* _WHAT TO PRODUCE_
Instruction for the data below: set down exactly the lines from the line with "pub const SHORT_HEADER: i32 = -1;" to the line with "bit of the id", inclusive, and no others.

* _RECORDS PROVIDED_
--
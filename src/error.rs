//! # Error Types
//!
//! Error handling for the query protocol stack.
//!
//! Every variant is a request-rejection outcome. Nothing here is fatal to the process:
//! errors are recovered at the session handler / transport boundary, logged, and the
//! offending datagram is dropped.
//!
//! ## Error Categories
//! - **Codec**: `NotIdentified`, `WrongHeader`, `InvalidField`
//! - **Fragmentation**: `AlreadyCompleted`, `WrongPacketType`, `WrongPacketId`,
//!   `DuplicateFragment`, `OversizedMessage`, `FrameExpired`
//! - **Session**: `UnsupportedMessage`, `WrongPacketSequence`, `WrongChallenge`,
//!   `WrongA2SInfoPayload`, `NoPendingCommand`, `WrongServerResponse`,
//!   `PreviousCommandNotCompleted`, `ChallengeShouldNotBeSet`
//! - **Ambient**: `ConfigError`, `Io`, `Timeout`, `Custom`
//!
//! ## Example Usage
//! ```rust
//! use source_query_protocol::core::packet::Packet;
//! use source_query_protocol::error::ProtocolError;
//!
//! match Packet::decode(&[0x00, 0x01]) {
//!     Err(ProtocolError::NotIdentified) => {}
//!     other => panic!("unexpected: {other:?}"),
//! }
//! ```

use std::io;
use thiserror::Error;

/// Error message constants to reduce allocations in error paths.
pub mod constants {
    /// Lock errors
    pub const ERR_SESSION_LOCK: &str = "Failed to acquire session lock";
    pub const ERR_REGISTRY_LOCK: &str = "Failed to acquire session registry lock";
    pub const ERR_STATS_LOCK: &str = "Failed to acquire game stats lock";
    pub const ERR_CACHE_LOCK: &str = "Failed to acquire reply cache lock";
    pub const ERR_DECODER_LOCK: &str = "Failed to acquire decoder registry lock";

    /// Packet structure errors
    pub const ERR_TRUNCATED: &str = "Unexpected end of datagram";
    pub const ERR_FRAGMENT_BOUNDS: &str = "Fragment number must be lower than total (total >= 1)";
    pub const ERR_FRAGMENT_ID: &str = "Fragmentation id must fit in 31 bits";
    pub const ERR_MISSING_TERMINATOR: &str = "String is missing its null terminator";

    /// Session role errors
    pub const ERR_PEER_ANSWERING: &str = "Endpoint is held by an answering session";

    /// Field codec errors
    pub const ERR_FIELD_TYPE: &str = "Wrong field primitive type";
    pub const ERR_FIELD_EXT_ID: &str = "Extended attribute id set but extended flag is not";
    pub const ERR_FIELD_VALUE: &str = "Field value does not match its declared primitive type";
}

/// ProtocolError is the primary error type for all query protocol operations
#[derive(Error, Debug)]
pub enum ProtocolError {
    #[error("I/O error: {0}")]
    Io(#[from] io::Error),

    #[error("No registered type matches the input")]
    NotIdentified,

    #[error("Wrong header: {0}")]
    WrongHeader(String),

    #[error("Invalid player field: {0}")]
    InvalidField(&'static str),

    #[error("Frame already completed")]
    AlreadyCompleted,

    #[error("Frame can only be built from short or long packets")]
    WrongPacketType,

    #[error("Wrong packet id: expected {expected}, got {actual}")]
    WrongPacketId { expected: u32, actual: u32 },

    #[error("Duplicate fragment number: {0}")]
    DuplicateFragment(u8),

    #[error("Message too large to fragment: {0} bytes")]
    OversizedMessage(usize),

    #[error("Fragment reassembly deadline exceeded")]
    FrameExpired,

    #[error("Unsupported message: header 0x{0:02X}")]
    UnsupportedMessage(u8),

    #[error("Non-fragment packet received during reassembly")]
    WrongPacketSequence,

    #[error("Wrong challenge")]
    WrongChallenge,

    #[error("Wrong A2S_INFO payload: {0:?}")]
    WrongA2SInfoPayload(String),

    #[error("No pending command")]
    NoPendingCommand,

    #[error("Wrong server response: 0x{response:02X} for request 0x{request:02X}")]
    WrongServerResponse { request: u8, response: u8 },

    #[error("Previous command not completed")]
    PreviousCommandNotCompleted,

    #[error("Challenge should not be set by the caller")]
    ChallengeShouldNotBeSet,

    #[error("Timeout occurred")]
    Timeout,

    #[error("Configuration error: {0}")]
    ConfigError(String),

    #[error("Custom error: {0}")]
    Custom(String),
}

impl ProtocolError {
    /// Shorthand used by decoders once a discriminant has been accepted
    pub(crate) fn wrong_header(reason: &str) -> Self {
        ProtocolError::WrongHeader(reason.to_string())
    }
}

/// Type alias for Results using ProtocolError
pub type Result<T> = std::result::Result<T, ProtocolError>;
--
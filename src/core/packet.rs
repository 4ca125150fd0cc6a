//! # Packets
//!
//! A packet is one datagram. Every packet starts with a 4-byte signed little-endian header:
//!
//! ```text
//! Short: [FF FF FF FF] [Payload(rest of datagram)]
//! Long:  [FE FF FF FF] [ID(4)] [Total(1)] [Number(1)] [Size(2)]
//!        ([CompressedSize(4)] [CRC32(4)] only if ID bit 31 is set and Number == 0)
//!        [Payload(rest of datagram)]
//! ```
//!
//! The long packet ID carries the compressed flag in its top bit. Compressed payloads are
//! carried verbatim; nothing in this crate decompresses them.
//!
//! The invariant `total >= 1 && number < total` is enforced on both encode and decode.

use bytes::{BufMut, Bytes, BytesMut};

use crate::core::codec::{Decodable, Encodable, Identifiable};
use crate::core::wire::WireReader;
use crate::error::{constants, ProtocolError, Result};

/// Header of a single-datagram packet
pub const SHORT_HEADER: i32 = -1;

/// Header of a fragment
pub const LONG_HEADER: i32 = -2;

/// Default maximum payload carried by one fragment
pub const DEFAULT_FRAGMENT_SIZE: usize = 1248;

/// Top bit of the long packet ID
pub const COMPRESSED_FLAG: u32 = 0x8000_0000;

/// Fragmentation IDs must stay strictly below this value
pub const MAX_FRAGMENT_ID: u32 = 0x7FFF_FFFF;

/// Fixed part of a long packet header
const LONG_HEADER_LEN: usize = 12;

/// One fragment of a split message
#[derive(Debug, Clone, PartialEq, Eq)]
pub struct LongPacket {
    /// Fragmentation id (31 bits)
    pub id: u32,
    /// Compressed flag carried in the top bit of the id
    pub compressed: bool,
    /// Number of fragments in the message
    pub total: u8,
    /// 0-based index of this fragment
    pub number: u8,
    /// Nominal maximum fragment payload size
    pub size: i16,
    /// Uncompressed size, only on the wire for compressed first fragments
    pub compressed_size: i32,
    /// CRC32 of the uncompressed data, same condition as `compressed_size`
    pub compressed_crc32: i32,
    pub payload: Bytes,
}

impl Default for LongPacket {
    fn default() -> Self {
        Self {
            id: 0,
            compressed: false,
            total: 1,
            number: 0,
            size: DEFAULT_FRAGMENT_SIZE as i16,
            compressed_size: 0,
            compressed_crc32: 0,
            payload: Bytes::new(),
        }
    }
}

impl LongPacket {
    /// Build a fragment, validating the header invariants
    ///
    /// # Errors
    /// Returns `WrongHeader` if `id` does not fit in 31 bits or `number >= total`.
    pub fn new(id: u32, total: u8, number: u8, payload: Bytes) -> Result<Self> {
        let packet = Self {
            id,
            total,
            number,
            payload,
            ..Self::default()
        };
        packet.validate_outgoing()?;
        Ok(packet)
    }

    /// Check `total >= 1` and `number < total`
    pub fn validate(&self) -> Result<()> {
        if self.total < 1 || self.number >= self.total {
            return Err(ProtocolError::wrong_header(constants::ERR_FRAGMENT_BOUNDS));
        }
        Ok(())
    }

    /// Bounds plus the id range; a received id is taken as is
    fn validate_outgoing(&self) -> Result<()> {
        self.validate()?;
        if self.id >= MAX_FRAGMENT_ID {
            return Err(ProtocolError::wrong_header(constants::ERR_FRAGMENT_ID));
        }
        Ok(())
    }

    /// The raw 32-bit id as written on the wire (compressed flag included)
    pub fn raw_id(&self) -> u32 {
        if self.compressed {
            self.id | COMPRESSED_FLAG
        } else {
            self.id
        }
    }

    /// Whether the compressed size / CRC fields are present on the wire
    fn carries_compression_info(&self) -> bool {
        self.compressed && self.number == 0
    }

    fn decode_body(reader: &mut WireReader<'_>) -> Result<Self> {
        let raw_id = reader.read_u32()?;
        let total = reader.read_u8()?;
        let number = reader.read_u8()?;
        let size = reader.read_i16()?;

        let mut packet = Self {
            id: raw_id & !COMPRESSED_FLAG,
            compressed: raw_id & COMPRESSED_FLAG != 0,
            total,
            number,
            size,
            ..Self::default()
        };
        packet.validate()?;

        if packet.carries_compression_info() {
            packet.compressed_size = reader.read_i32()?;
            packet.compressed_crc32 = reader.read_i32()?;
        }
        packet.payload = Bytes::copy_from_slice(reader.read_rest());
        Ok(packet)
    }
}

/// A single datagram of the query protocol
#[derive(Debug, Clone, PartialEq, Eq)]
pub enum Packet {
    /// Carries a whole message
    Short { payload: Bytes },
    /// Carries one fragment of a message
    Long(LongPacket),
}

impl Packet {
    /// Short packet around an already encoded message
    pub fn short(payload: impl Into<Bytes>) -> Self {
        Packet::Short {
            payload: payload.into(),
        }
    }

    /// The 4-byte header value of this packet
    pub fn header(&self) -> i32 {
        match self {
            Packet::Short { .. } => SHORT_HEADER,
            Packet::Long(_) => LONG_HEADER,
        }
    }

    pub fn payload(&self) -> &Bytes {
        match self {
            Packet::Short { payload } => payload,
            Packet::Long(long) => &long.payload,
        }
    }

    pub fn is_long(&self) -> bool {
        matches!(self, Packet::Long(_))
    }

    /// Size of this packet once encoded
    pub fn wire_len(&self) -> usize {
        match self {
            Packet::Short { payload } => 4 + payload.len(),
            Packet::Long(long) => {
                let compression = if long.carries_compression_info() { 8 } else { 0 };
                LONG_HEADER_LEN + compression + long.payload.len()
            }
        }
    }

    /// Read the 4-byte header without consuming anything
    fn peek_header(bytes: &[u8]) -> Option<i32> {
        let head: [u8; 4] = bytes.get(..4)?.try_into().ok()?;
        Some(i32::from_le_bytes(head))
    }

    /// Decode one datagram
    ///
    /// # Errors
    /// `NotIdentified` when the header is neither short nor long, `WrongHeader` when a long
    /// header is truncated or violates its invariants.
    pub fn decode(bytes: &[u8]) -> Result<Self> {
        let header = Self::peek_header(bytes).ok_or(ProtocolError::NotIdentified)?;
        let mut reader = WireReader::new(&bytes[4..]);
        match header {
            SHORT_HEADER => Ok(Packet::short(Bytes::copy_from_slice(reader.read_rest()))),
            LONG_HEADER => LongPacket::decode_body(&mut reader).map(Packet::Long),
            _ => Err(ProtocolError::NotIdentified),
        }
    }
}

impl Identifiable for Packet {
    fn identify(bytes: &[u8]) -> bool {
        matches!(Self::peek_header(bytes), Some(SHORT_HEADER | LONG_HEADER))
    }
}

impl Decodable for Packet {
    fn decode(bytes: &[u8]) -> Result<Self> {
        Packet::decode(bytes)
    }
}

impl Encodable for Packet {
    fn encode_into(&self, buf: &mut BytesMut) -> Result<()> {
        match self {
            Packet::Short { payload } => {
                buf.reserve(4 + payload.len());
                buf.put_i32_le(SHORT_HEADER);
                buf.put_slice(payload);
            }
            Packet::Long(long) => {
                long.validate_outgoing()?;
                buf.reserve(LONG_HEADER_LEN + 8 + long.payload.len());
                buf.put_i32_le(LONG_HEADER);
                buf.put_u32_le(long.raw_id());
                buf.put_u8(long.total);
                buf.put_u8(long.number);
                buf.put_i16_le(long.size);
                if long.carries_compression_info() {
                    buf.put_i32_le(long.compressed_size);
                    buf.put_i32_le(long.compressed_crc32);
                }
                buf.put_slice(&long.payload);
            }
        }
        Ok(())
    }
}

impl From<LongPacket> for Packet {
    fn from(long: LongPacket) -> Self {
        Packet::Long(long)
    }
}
--
* _RESULT FOR THIS EXERCISE_
pub const SHORT_HEADER: i32 = -1;

/// Header of a fragment
pub const LONG_HEADER: i32 = -2;

/// Default maximum payload carried by one fragment
pub const DEFAULT_FRAGMENT_SIZE: usize = 1248;

/// Top bit of the long packet ID
pub const COMPRESSED_FLAG: u32 = 0x8000_0000;

/// Fragmentation IDs must stay strictly below this value
pub const MAX_FRAGMENT_ID: u32 = 0x7FFF_FFFF;

/// Fixed part of a long packet header
const LONG_HEADER_LEN: usize = 12;

/// One fragment of a split message
#[derive(Debug, Clone, PartialEq, Eq)]
pub struct LongPacket {
    /// Fragmentation id (31 bits)
    pub id: u32,
    /// Compressed flag carried in the top bit of the id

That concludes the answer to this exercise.